Parallel-Coupled Dual SiOxNy Racetrack Resonators as Biosensors with High Improved Intrinsic Limit of Detection

This Paper introduces analyzing and modeling dual silicon-oxy-nitride [SiOxNy] racetrack resonators (RRs) for biosensing applications. The geometric configuration of the resonators and design of alternative small sensing windows result in the realization of optical biosensors with a highly improved intrinsic limit of detection (ILOD). A small sensing window, located above the coupling region of dual RRs, can be used to maximize the total quality factor (minimized ILOD). The best characteristics for each optical component in the parallel-coupled RR-based biosensors are single-mode-channel waveguides with dimensions of 35 x 1 mu m(2); the radius of curvature 90 mu m and quality factors up to approximately 5.53 x 10(6) for RRs.

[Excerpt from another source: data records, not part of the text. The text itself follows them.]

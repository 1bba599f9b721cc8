// Copyright (c) 2026 100monkeys.ai
// SPDX-License-Identifier: AGPL-3.0

use axum::http::StatusCode;
use axum::response::{IntoResponse, Response};
use axum::Json;
use serde::Serialize;

use crate::domain::errors::AccessError;
use crate::infrastructure::message_bus::BusError;

/// JSON body of every error response
#[derive(Debug, Serialize)]
pub struct ErrorResponse {
    pub error: String,
}

/// HTTP view of an [`AccessError`]
#[derive(Debug)]
pub struct ApiError {
    status: StatusCode,
    message: String,
}

impl ApiError {
    pub fn new(status: StatusCode, message: impl Into<String>) -> Self {
        Self {
            status,
            message: message.into(),
        }
    }

    pub fn bad_request(message: impl Into<String>) -> Self {
        Self::new(StatusCode::BAD_REQUEST, message)
    }

    /// Access denial; always 401 on the enforcement path
    pub fn denied(message: impl Into<String>) -> Self {
        Self::new(StatusCode::UNAUTHORIZED, message)
    }

    pub fn status(&self) -> StatusCode {
        self.status
    }
}

impl From<AccessError> for ApiError {
    fn from(err: AccessError) -> Self {
        let status = StatusCode::from_u16(err.status_code()).unwrap_or(StatusCode::INTERNAL_SERVER_ERROR);
        Self::new(status, err.message())
    }
}

impl From<BusError> for ApiError {
    fn from(err: BusError) -> Self {
        AccessError::from(err).into()
    }
}

impl IntoResponse for ApiError {
    fn into_response(self) -> Response {
        (self.status, Json(ErrorResponse { error: self.message })).into_response()
    }
}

The biosensing performance of our proposed configuration is compared with other experimental and simulated biosensor devices. Our structure shows an ILOD of approximately 1.81 x 10(-6) refractive index units (r.i.u.), which significantly improved 100 times compared with the traditional single SiOxNy RR biosensor. This ultra-improved ILOD parameter is found in the dynamic refractive index range of 1.332-1.350 r.i.u. It shows that the proposed biosensor could be a promising diagnostic candidate for analyzing different components of blood samples, which is especially important in the early detection of some critical diseases such as prostate cancer.